NT select.select?
Bruce Dodson
bruce_dodson at bigfoot.com
Sun Aug 1 13:56:01 EDT 1999
It does cause a huge load, because in Winsock an fd_set is represented as an
array of SOCKETs, not as a bitmap. So in a normal program, which uses
select for simple things like polling a single FD, a large FD_SETSIZE will
degrade performance. For example, if FD_SETSIZE were 4096, then
select.select() would allocate about 48KB (~16KB per fd_set) on the stack
whenever it is called, even if there are just a few calls.

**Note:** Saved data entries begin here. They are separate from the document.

//! `arbor run`, `arbor plan` and `arbor cycle` command implementations.

use std::path::Path;
use std::sync::Arc;

use anyhow::{Context, Result};
use arbor::{CommandExecutor, Executor, Traversal, TraversalContext, TraversalKind};
use colored::Colorize;
use tracing::{info, warn};

use super::OutputMode;
use super::output::print_json;

/// Run a traversal until it finishes or Ctrl-C is pressed.
pub fn run(dir: &Path, kind: TraversalKind, parallel: Option<usize>, mode: OutputMode) -> Result<()> {
    let engine = Arc::new(super::open(dir)?);
    let executor: Arc<dyn Executor> = Arc::new(CommandExecutor::from_config(
        &engine.config().executor,
        engine.paths().root(),
    ));
    let context = Arc::new(TraversalContext::new(kind));

    let mut traversal = Traversal::new(Arc::clone(&engine), executor, Arc::clone(&context));
    if let Some(parallel) = parallel {
        traversal = traversal.with_parallelism(parallel);
    }

    let runtime = tokio::runtime::Builder::new_multi_thread()
        .enable_all()
        .build()
        .context("cannot start async runtime")?;

    let report = runtime.block_on(async {
        let token = context.token().clone();
        tokio::spawn(async move {
            if tokio::signal::ctrl_c().await.is_ok() {
                warn!("interrupted; waiting for running tasks to finish");
                token.cancel();
            }
        });

        info!(%kind, "traversal started");
        match kind {
            TraversalKind::Plan => traversal.plan_pending().await,
            TraversalKind::Run => traversal.run_ready().await,
            TraversalKind::Cycle => traversal.cycle().await,
        }
    })?;

    match mode {
        OutputMode::Json => print_json(&report),
        OutputMode::Text => {
            let failed = if report.failed > 0 {
                report.failed.to_string().red().bold()
            } else {
                report.failed.to_string().normal()
            };
            println!(
                "{} {}: {} succeeded, {failed} failed",
                "Finished".bold(),
                report.kind,
                report.completed.to_string().green()
            );
            if report.cancelled {
                println!("  {}", "stopped early on request".yellow());
            }
            Ok(())
        }
    }
}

The good news is that, since those fake fd_sets are always passed by
reference, it is safe for the core Python to define a small FD_SETSIZE like
64 while some module overrides the builtin select with another that defines
a larger FD_SETSIZE. Then no changes to "core" python would be required,
and only those who want the bigger fd_sets will get them.

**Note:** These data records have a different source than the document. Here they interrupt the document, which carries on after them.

//! Incremental Sync.

use std::collections::HashMap;

use rusqlite::{Connection, TransactionBehavior};
use tracing::{debug, info};

use super::scan::scan_documents;
use super::{ReconciliationEngine, SyncSummary};
use crate::domain::{Task, TaskId};
use crate::error::Result;
use crate::state::derived::recompute;
use crate::store::{delete_row, id_at, insert_row, load_all_tasks, now_text, update_row};
use crate::vcs::RestoreOutcome;

/// Clears parent references that point at rows which no longer exist.
///
/// Returns `(child, former parent)` pairs.
fn detach_dangling_parents(conn: &Connection) -> rusqlite::Result<Vec<(TaskId, TaskId)>> {
    let mut stmt = conn.prepare(
        "SELECT id, parent_id FROM tasks
         WHERE parent_id IS NOT NULL AND parent_id NOT IN (SELECT id FROM tasks)
         ORDER BY id",
    )?;
    let dangling = stmt
        .query_map([], |row| Ok((id_at(row, 0)?, id_at(row, 1)?)))?
        .collect::<std::result::Result<Vec<_>, _>>()?;

    if !dangling.is_empty() {
        conn.execute(
            "UPDATE tasks SET parent_id = NULL
             WHERE parent_id IS NOT NULL AND parent_id NOT IN (SELECT id FROM tasks)",
            [],
        )?;
    }
    Ok(dangling)
}

impl ReconciliationEngine<'_> {
    /// Reconciles the store with the documents without discarding anything
    /// a document still backs.
    ///
    /// 1. Rows whose document is gone are restored from version control
    ///    first, so the restored document takes part in this pass.
    /// 2. Valid documents insert missing rows and overwrite diverged ones.
    /// 3. Rows whose document could not be restored are deleted.
    /// 4. Leaf flags and depths are recomputed.
    ///
    /// Steps 2 to 4 run in one transaction. The document directory is
    /// committed afterwards when rows changed.
    ///
    /// # Errors
    ///
    /// Returns an error if the documents cannot be listed or the store
    /// transaction fails; the store is then unchanged.
    pub fn sync(&self) -> Result<SyncSummary> {
        let mut summary = SyncSummary::default();

        let mut missing = Vec::new();
        for task in self.store.all_tasks()? {
            if self.docs.exists(task.id) {
                continue;
            }
            match self.vcs.restore(&self.docs.path(task.id)) {
                Ok(RestoreOutcome::Restored) if self.docs.exists(task.id) => {
                    summary.restored += 1;
                }
                Ok(_) => missing.push(task.id),
                Err(e) => {
                    debug!(task_id = %task.id, error = %e, "restore failed");
                    missing.push(task.id);
                }
            }
        }

        let documents = scan_documents(self.docs)?;
        summary.skipped = documents.skipped;
        summary.warnings = documents.warnings;

        let mut conn = self.store.connection()?;
        let tx = conn.transaction_with_behavior(TransactionBehavior::Immediate)?;

        let rows: HashMap<TaskId, Task> = load_all_tasks(&tx)?
            .into_iter()
            .map(|task| (task.id, task))
            .collect();
        let now = now_text();

        for record in documents.records.values() {
            match rows.get(&record.id) {
                None => {
                    insert_row(&tx, record, &now)?;
                    summary.inserted += 1;
                    debug!(task_id = %record.id, "inserted row from document");
                }
                Some(row) if !record.matches(row) => {
                    update_row(&tx, record, &now)?;
                    summary.updated += 1;
                    debug!(task_id = %record.id, "updated row from document");
                }
                Some(_) => {}
            }
        }

        for id in missing {
            if delete_row(&tx, id)? {
                summary.deleted += 1;
                summary.warn(id, "document missing, row removed");
            }
        }

        for (id, parent) in detach_dangling_parents(&tx)? {
            summary.warn(id, format_args!("parent #{parent} no longer exists, detached"));
        }

        recompute(&tx, self.max_depth)?;
        tx.commit()?;
        drop(conn);

        info!(
            inserted = summary.inserted,
            updated = summary.updated,
            deleted = summary.deleted,
            restored = summary.restored,
            skipped = summary.skipped,
            "sync complete"
        );

        if summary.changes() > 0 {
            self.commit_documents(&format!(
                "sync: +{} ~{} -{}",
                summary.inserted, summary.updated, summary.deleted
            ));
        }
        Ok(summary)
    }
}

#[cfg(test)]
mod tests {
    use super::*;
    use crate::domain::{DEFAULT_MAX_DEPTH, TaskRecord, TaskStatus};
    use crate::state::StateMachine;
    use crate::store::GraphStore;
    use crate::vcs::NoVcs;
    use arbor_doc::{Document, DocumentStore};
    use tempfile::TempDir;

    fn id(raw: i64) -> TaskId {
        TaskId::new(raw).unwrap()
    }

    fn setup() -> (TempDir, DocumentStore, GraphStore) {
        let dir = tempfile::tempdir().expect("should create temp directory");
        let docs = DocumentStore::open(dir.path().join("tasks")).expect("open documents");
        let store = GraphStore::open_in_memory().expect("open store");
        (dir, docs, store)
    }

    fn write(docs: &DocumentStore, raw: i64, parent: Option<i64>, status: TaskStatus) {
        let document = Document::new(&format!("Task {raw}"), status)
            .with_parent(parent.map(id))
            .with_body("Body.");
        docs.write(id(raw), &document).unwrap();
    }

    fn sync(docs: &DocumentStore, store: &GraphStore) -> SyncSummary {
        ReconciliationEngine::new(docs, store, &NoVcs, DEFAULT_MAX_DEPTH)
            .sync()
            .unwrap()
    }

    #[test]
    fn inserts_rows_for_new_documents() {
        let (_dir, docs, store) = setup();
        write(&docs, 1, None, TaskStatus::Split);
        write(&docs, 2, Some(1), TaskStatus::Planned);

        let summary = sync(&docs, &store);
        assert_eq!(summary.inserted, 2);
        assert!(summary.warnings.is_empty());

        let parent = store.require_task(id(1)).unwrap();
        let child = store.require_task(id(2)).unwrap();
        assert!(!parent.is_leaf);
        assert_eq!(child.depth, 1);
        assert_eq!(child.status, TaskStatus::Planned);
    }

    #[test]
    fn second_sync_is_clean() {
        let (_dir, docs, store) = setup();
        write(&docs, 1, None, TaskStatus::Todo);
        sync(&docs, &store);

        assert!(sync(&docs, &store).is_clean());
    }

    #[test]
    fn diverged_row_is_overwritten() {
        let (_dir, docs, store) = setup();
        write(&docs, 1, None, TaskStatus::Todo);
        sync(&docs, &store);

        write(&docs, 1, None, TaskStatus::Done);
        let summary = sync(&docs, &store);

        assert_eq!(summary.updated, 1);
        assert_eq!(store.require_task(id(1)).unwrap().status, TaskStatus::Done);
    }

    #[test]
    fn row_without_document_is_removed_without_vcs() {
        let (_dir, docs, store) = setup();
        write(&docs, 1, None, TaskStatus::Todo);
        write(&docs, 5, None, TaskStatus::Todo);
        sync(&docs, &store);

        std::fs::remove_file(docs.path(id(5))).unwrap();
        let summary = sync(&docs, &store);

        assert_eq!(summary.deleted, 1);
        assert_eq!(summary.warnings, vec!["#5: document missing, row removed".to_string()]);
        assert!(store.get_task(id(5)).unwrap().is_none());
    }

    #[test]
    fn children_of_removed_row_are_detached() {
        let (_dir, docs, store) = setup();
        let record = |raw, parent: Option<i64>| TaskRecord {
            id: id(raw),
            parent: parent.map(id),
            title: format!("Task {raw}"),
            status: TaskStatus::Todo,
            priority: 0,
        };
        store
            .insert_task(&record(1, None), &StateMachine::default(), DEFAULT_MAX_DEPTH)
            .unwrap();
        store
            .insert_task(&record(2, Some(1)), &StateMachine::default(), DEFAULT_MAX_DEPTH)
            .unwrap();
        std::fs::write(docs.path(id(2)), "not a document").unwrap();

        let summary = sync(&docs, &store);

        assert_eq!(summary.deleted, 1);
        assert_eq!(summary.skipped, 1);
        let child = store.require_task(id(2)).unwrap();
        assert_eq!(child.parent, None);
        assert_eq!(child.depth, 0);
        assert!(summary.warnings.iter().any(|w| w.contains("parent #1 no longer exists")));
    }

    #[test]
    fn invalid_document_leaves_row_alone() {
        let (_dir, docs, store) = setup();
        write(&docs, 1, None, TaskStatus::Planned);
        sync(&docs, &store);

        std::fs::write(docs.path(id(1)), "---\nstatus: planned\n---\n").unwrap();
        let summary = sync(&docs, &store);

        assert_eq!(summary.skipped, 1);
        assert_eq!(summary.changes(), 0);
        assert_eq!(store.require_task(id(1)).unwrap().title, "Task 1");
    }

    fn sequence(store: &GraphStore) -> Option<i64> {
        store
            .connection()
            .unwrap()
            .query_row("SELECT seq FROM sqlite_sequence WHERE name = 'tasks'", [], |row| {
                row.get(0)
            })
            .ok()
    }

    #[test]
    fn store_failure_rolls_back_the_whole_pass() {
        let (_dir, docs, store) = setup();
        write(&docs, 1, None, TaskStatus::Todo);
        write(&docs, 2, None, TaskStatus::Todo);
        sync(&docs, &store);
        store.add_edge(id(2), id(1)).unwrap();

        let rows = store.all_tasks().unwrap();
        let edges = store.all_edges().unwrap();
        let seq = sequence(&store);

        // #1 diverges and would be updated before #3 fails to insert.
        write(&docs, 1, None, TaskStatus::Planned);
        write(&docs, 3, None, TaskStatus::Todo);
        store
            .connection()
            .unwrap()
            .execute_batch(
                "CREATE TRIGGER refuse_three BEFORE INSERT ON tasks WHEN NEW.id = 3
                 BEGIN SELECT RAISE(ABORT, 'refused'); END",
            )
            .unwrap();

        let result = ReconciliationEngine::new(&docs, &store, &NoVcs, DEFAULT_MAX_DEPTH).sync();

        assert!(result.is_err());
        assert_eq!(store.all_tasks().unwrap(), rows);
        assert_eq!(store.all_edges().unwrap(), edges);
        assert_eq!(sequence(&store), seq);
    }
}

Another thing that you can do is just dynamically allocate an array of
32-bit integers: the first holds the count, and the others hold the SOCKETs.

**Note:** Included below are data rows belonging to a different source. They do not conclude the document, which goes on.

//! Task documents for arbor.
//!
//! Each task is backed by one Markdown document with a YAML header declaring
//! its status, optional parent and optional priority, followed by a single
//! `# Title` line and a free-form body. Documents are the authoritative
//! record of a task; the relational store in the `arbor` crate is derived
//! from them.
//!
//! ```
//! use arbor_doc::{Document, TaskId, TaskStatus};
//!
//! let doc = Document::new("Write the parser", TaskStatus::Todo)
//!     .with_parent(TaskId::new(3))
//!     .with_body("Parse the header first.");
//!
//! let text = doc.to_string();
//! assert_eq!(Document::parse(&text).unwrap(), doc);
//! ```

pub mod atomic;
pub mod document;
pub mod error;
pub mod layout;
pub mod model;
pub mod validate;

pub use document::Document;
pub use error::{Error, Result};
pub use layout::{DocumentStore, Sibling};
pub use model::{TaskId, TaskStatus};
pub use validate::{Finding, Report, validate};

You can fill this without using the FD_SET macros if you are careful to
avoid duplicate FDs, or you can define FD_SETSIZE to be huge, cast the
allocated memory to fd_set *, and use the macros. (It won't matter that
your buffer is smaller than FD_SETSIZE, because you know you're going to run
out of elements before you run out of buffer.) If your malloc does a
reasonable job of handling small and large objects, and of re-using memory
quickly, this could be pretty much ideal.